I finished the soup and ladled it into the potato bowl, tossing in a few stray chunks of good potato for kicks, and then put a healthy dose of monterey jack cheese on the top. A few minutes in a hot oven turned the shredded cheese into a melded batch of lucky goodness. A little chive on one side, and a healthy stack of bacon on the other, and I had myself an Irish bowl of hot and thick melty goodness. I don't know if Split Peas are Irish, but they're green, so for the next 24 hours, that makes them Irish.
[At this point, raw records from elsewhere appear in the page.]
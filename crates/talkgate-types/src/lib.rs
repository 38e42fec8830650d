//! Shared domain types for Talkgate.
//!
//! This crate contains the domain types used across the Talkgate workspace:
//! entitlements, conversation sessions, history turns, topic prompts, capture
//! records, transport events, LLM request shapes, configuration, and the
//! error taxonomy.
//!
//! Zero infrastructure dependencies -- only serde, uuid, chrono, thiserror.

pub mod capture;
pub mod config;
pub mod entitlement;
pub mod error;
pub mod event;
pub mod history;
pub mod llm;
pub mod prompt;
pub mod session;
//! Telegram transport adapter.
//!
//! Long-polls the Bot API with teloxide, turns private-chat messages and
//! inline button presses into [`InboundEvent`]s, runs them through the
//! orchestrator and delivers the resulting effects.

pub mod convert;

use secrecy::{ExposeSecret, SecretString};
use teloxide::prelude::*;
use tokio_util::sync::CancellationToken;
use tracing::{debug, info, warn};

use talkgate_types::event::{InboundEvent, OutboundEffect};

use crate::state::AppState;
use convert::TelegramAction;

/// Run the long-polling dispatcher until `shutdown` is cancelled.
pub async fn run(state: AppState, token: SecretString, shutdown: CancellationToken) {
    let bot = Bot::new(token.expose_secret());

    let message_state = state.clone();
    let on_message = Update::filter_message().endpoint(move |bot: Bot, msg: Message| {
        let state = message_state.clone();
        async move {
            if !msg.chat.is_private() {
                debug!(chat_id = msg.chat.id.0, "ignoring non-private message");
                return respond(());
            }
            match convert::message_to_event(&msg) {
                Some(event) => process(&bot, &state, event).await,
                None => debug!(msg_id = msg.id.0, "ignoring message without sender"),
            }
            respond(())
        }
    });

    let callback_state = state;
    let on_callback = Update::filter_callback_query().endpoint(move |bot: Bot, query: CallbackQuery| {
        let state = callback_state.clone();
        async move {
            if let Err(e) = bot.answer_callback_query(query.id.clone()).await {
                warn!(error = %e, "failed to answer callback query");
            }
            match convert::callback_to_event(&query) {
                Some(event) => process(&bot, &state, event).await,
                None => debug!("ignoring callback query without data"),
            }
            respond(())
        }
    });

    let handler = dptree::entry().branch(on_message).branch(on_callback);

    let mut dispatcher = Dispatcher::builder(bot, handler)
        .default_handler(|_| async {})
        .build();

    let dispatcher_token = dispatcher.shutdown_token();
    tokio::spawn(async move {
        shutdown.cancelled().await;
        match dispatcher_token.shutdown() {
            Ok(done) => done.await,
            Err(_) => debug!("telegram dispatcher already idle at shutdown"),
        }
    });

    info!("telegram polling started");
    dispatcher.dispatch().await;
    info!("telegram polling stopped");
}

async fn process(bot: &Bot, state: &AppState, event: InboundEvent) {
    let user_id = event.user_id;
    let effects = state.orchestrator.handle(event).await;
    debug!(user_id, effects = effects.len(), "delivering effects");
    deliver(bot, effects).await;
}

/// Deliver effects in order. Failures are logged and do not stop the rest.
pub async fn deliver(bot: &Bot, effects: Vec<OutboundEffect>) {
    for action in convert::to_actions(effects) {
        match action {
            TelegramAction::SendMessage {
                chat_id,
                text,
                markup,
            } => {
                let request = bot.send_message(chat_id, text);
                let result = match markup {
                    Some(markup) => request.reply_markup(markup).await,
                    None => request.await,
                };
                if let Err(e) = result {
                    warn!(chat_id = chat_id.0, error = %e, "failed to send message");
                }
            }
            TelegramAction::DeleteMessage {
                chat_id,
                message_id,
            } => {
                if let Err(e) = bot.delete_message(chat_id, message_id).await {
                    debug!(
                        chat_id = chat_id.0,
                        message_id = message_id.0,
                        error = %e,
                        "failed to clear prompt"
                    );
                }
            }
        }
    }
}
Plus I'm betting everyone will be too drunk to call me on it! (and hopefully they will also forget that "Melty" is not a word.)
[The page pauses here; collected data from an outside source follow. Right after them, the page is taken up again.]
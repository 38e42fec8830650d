//! Subscription entitlement types.
//!
//! One [`Entitlement`] record exists per user. It carries the subscription
//! plan, its validity window, the remaining session quota, and the user's
//! current interaction process tag.

use chrono::{DateTime, Duration, Utc};
use serde::{Deserialize, Serialize};

use std::fmt;
use std::str::FromStr;

/// Subscription plan.
///
/// Maps to the CHECK constraint in the SQLite schema:
/// `CHECK (plan IN ('none', 'trial', 'basic', 'standard', 'premium'))`
#[derive(Debug, Clone, Copy, PartialEq, Eq, Serialize, Deserialize)]
#[serde(rename_all = "lowercase")]
pub enum Plan {
    None,
    Trial,
    Basic,
    Standard,
    Premium,
}

impl Plan {
    /// Plans a user can buy.
    pub const PURCHASABLE: [Plan; 3] = [Plan::Basic, Plan::Standard, Plan::Premium];

    /// Fixed terms for a purchasable plan, `None` for `none` and `trial`.
    pub fn terms(self) -> Option<PlanTerms> {
        match self {
            Plan::Basic => Some(PlanTerms {
                duration_days: 30,
                session_grant: 30,
                unlimited: false,
            }),
            Plan::Standard => Some(PlanTerms {
                duration_days: 60,
                session_grant: 60,
                unlimited: false,
            }),
            Plan::Premium => Some(PlanTerms {
                duration_days: 90,
                session_grant: 0,
                unlimited: true,
            }),
            Plan::None | Plan::Trial => None,
        }
    }

    /// Human-readable plan label for offers and confirmations.
    pub fn label(self) -> &'static str {
        match self {
            Plan::None => "None",
            Plan::Trial => "Trial",
            Plan::Basic => "Basic",
            Plan::Standard => "Standard",
            Plan::Premium => "Premium",
        }
    }
}

impl fmt::Display for Plan {
    fn fmt(&self, f: &mut fmt::Formatter<'_>) -> fmt::Result {
        match self {
            Plan::None => write!(f, "none"),
            Plan::Trial => write!(f, "trial"),
            Plan::Basic => write!(f, "basic"),
            Plan::Standard => write!(f, "standard"),
            Plan::Premium => write!(f, "premium"),
        }
    }
}

impl FromStr for Plan {
    type Err = String;

    fn from_str(s: &str) -> Result<Self, Self::Err> {
        match s.to_lowercase().as_str() {
            "none" => Ok(Plan::None),
            "trial" => Ok(Plan::Trial),
            "basic" => Ok(Plan::Basic),
            "standard" => Ok(Plan::Standard),
            "premium" => Ok(Plan::Premium),
            other => Err(format!("invalid plan: '{other}'")),
        }
    }
}

/// Duration, session grant, and unlimited flag of a purchasable plan.
#[derive(Debug, Clone, Copy, PartialEq, Eq, Serialize, Deserialize)]
pub struct PlanTerms {
    pub duration_days: i64,
    pub session_grant: i64,
    pub unlimited: bool,
}

impl PlanTerms {
    pub fn duration(&self) -> Duration {
        Duration::days(self.duration_days)
    }
}

/// The user's current interaction process.
///
/// Exactly one value at a time. The tag routes the next free-text message:
/// `Support` and `Feedback` capture it into a side log, `InSession` forwards
/// it to the conversation.
///
/// User-level state names: `None` = Idle, `Support` = InSupportFlow,
/// `Feedback` = InFeedbackFlow, `InSession` = InConversation.
#[derive(Debug, Clone, Copy, PartialEq, Eq, Serialize, Deserialize, Default)]
#[serde(rename_all = "snake_case")]
pub enum ProcessTag {
    #[default]
    None,
    Support,
    Feedback,
    InSession,
}

impl ProcessTag {
    /// Whether the user state machine allows moving from `self` to `to`.
    ///
    /// | from \ to  | none | support | feedback | in_session |
    /// |------------|------|---------|----------|------------|
    /// | none       | yes  | yes     | yes      | yes        |
    /// | support    | yes  | yes     | yes      | no         |
    /// | feedback   | yes  | yes     | yes      | no         |
    /// | in_session | yes  | yes     | yes      | yes        |
    ///
    /// A side flow has to complete (or be reset) before a conversation starts.
    pub fn can_transition_to(self, to: ProcessTag) -> bool {
        !matches!(
            (self, to),
            (ProcessTag::Support | ProcessTag::Feedback, ProcessTag::InSession)
        )
    }

    /// Whether free text is captured into a side log instead of the conversation.
    pub fn is_side_flow(self) -> bool {
        matches!(self, ProcessTag::Support | ProcessTag::Feedback)
    }
}

impl fmt::Display for ProcessTag {
    fn fmt(&self, f: &mut fmt::Formatter<'_>) -> fmt::Result {
        match self {
            ProcessTag::None => write!(f, "none"),
            ProcessTag::Support => write!(f, "support"),
            ProcessTag::Feedback => write!(f, "feedback"),
            ProcessTag::InSession => write!(f, "in_session"),
        }
    }
}

impl FromStr for ProcessTag {
    type Err = String;

    fn from_str(s: &str) -> Result<Self, Self::Err> {
        match s.to_lowercase().as_str() {
            "none" => Ok(ProcessTag::None),
            "support" => Ok(ProcessTag::Support),
            "feedback" => Ok(ProcessTag::Feedback),
            "in_session" => Ok(ProcessTag::InSession),
            other => Err(format!("invalid process tag: '{other}'")),
        }
    }
}

/// A user's subscription entitlement and interaction state.
#[derive(Debug, Clone, Serialize, Deserialize)]
pub struct Entitlement {
    pub user_id: i64,
    pub plan: Plan,
    pub subscription_start: DateTime<Utc>,
    pub subscription_end: DateTime<Utc>,
    /// Remaining session quota. Meaningless while `unlimited` is set.
    pub sessions_left: i64,
    pub unlimited: bool,
    pub process: ProcessTag,
    pub created_at: DateTime<Utc>,
    pub updated_at: DateTime<Utc>,
}

impl Entitlement {
    /// Build the default trial record created on a user's first entitlement check.
    pub fn trial(user_id: i64, sessions: i64, window: Duration, now: DateTime<Utc>) -> Self {
        Self {
            user_id,
            plan: Plan::Trial,
            subscription_start: now,
            subscription_end: now + window,
            sessions_left: sessions,
            unlimited: false,
            process: ProcessTag::None,
            created_at: now,
            updated_at: now,
        }
    }

    pub fn is_expired(&self, now: DateTime<Utc>) -> bool {
        now > self.subscription_end
    }

    /// Quota as shown to users: always 0 for unlimited plans.
    pub fn reported_sessions_left(&self) -> i64 {
        if self.unlimited { 0 } else { self.sessions_left }
    }
}

/// How a purchase changes the stored session quota.
#[derive(Debug, Clone, Copy, PartialEq, Eq)]
pub enum SessionGrant {
    /// Overwrite `sessions_left`.
    Set(i64),
    /// Add to `sessions_left`, preserving unused quota.
    Increment(i64),
}

/// The field-group update applied to an entitlement by a plan purchase.
#[derive(Debug, Clone, PartialEq, Eq)]
pub struct PurchaseUpdate {
    pub plan: Plan,
    pub subscription_start: DateTime<Utc>,
    pub subscription_end: DateTime<Utc>,
    pub unlimited: bool,
    pub sessions: SessionGrant,
}

/// Result of an entitlement check before starting a session.
#[derive(Debug, Clone, PartialEq, Eq, Serialize, Deserialize)]
pub struct Admission {
    pub allowed: bool,
    pub reason: AdmissionReason,
}

/// Why a session start was allowed or denied.
#[derive(Debug, Clone, Copy, PartialEq, Eq, Serialize, Deserialize)]
#[serde(rename_all = "snake_case")]
pub enum AdmissionReason {
    TrialActivated,
    Unlimited,
    QuotaAvailable,
    Expired,
    QuotaExhausted,
}

impl Admission {
    pub fn allow(reason: AdmissionReason) -> Self {
        Self {
            allowed: true,
            reason,
        }
    }

    pub fn deny(reason: AdmissionReason) -> Self {
        Self {
            allowed: false,
            reason,
        }
    }
}

#[cfg(test)]
mod tests {
    use super::*;

    #[test]
    fn test_plan_roundtrip() {
        for plan in [
            Plan::None,
            Plan::Trial,
            Plan::Basic,
            Plan::Standard,
            Plan::Premium,
        ] {
            let parsed: Plan = plan.to_string().parse().unwrap();
            assert_eq!(plan, parsed);
        }
    }

    #[test]
    fn test_plan_terms_table() {
        let basic = Plan::Basic.terms().unwrap();
        assert_eq!((basic.duration_days, basic.session_grant, basic.unlimited), (30, 30, false));

        let standard = Plan::Standard.terms().unwrap();
        assert_eq!(
            (standard.duration_days, standard.session_grant, standard.unlimited),
            (60, 60, false)
        );

        let premium = Plan::Premium.terms().unwrap();
        assert_eq!(premium.duration_days, 90);
        assert!(premium.unlimited);

        assert!(Plan::Trial.terms().is_none());
        assert!(Plan::None.terms().is_none());
    }

    #[test]
    fn test_process_tag_roundtrip() {
        for tag in [
            ProcessTag::None,
            ProcessTag::Support,
            ProcessTag::Feedback,
            ProcessTag::InSession,
        ] {
            let parsed: ProcessTag = tag.to_string().parse().unwrap();
            assert_eq!(tag, parsed);
        }
        assert_eq!(
            serde_json::to_string(&ProcessTag::InSession).unwrap(),
            "\"in_session\""
        );
    }

    #[test]
    fn test_process_transitions() {
        assert!(ProcessTag::None.can_transition_to(ProcessTag::InSession));
        assert!(ProcessTag::InSession.can_transition_to(ProcessTag::Support));
        assert!(ProcessTag::Support.can_transition_to(ProcessTag::None));
        assert!(ProcessTag::Feedback.can_transition_to(ProcessTag::Support));
        assert!(!ProcessTag::Support.can_transition_to(ProcessTag::InSession));
        assert!(!ProcessTag::Feedback.can_transition_to(ProcessTag::InSession));
    }

    #[test]
    fn test_trial_defaults_and_expiry() {
        let now = Utc::now();
        let ent = Entitlement::trial(42, 2, Duration::hours(24), now);
        assert_eq!(ent.plan, Plan::Trial);
        assert_eq!(ent.sessions_left, 2);
        assert!(!ent.unlimited);
        assert_eq!(ent.process, ProcessTag::None);
        assert!(!ent.is_expired(now + Duration::hours(23)));
        assert!(ent.is_expired(now + Duration::hours(25)));
    }

    #[test]
    fn test_unlimited_reports_zero() {
        let mut ent = Entitlement::trial(1, 5, Duration::hours(1), Utc::now());
        ent.unlimited = true;
        assert_eq!(ent.reported_sessions_left(), 0);
    }
}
Visuals aside, this soup boasts a sublime simplicity. A dish truly borne of the salt of the earth, and the toil of hard working farmers.It's tough to get more humble than potatoes and peas. The potato skin was crispy and firm, and did not get soggy from the soup. The earthiness of the split peas compliments the potato beautifully, and is given a velvet-like body from the cream finish and a bit of butter. The seasonings, like the dish itself are simple; a little bacon for smokiness, some celery, carrot and onion, a dash of garlic powder, 1 bay leaf, and some salt and pepper. Crisped potato skins make for a great batch of croutons for sopping up what your spoon doesn't get. All the ingredients here married into a dish of gastronomic elegance that belies the most humble of origins. Just peas and potatoes out for a pint or ten with a few well-seasoned friends. Makes me want another round just writing about it.

453 lucky recipes to go!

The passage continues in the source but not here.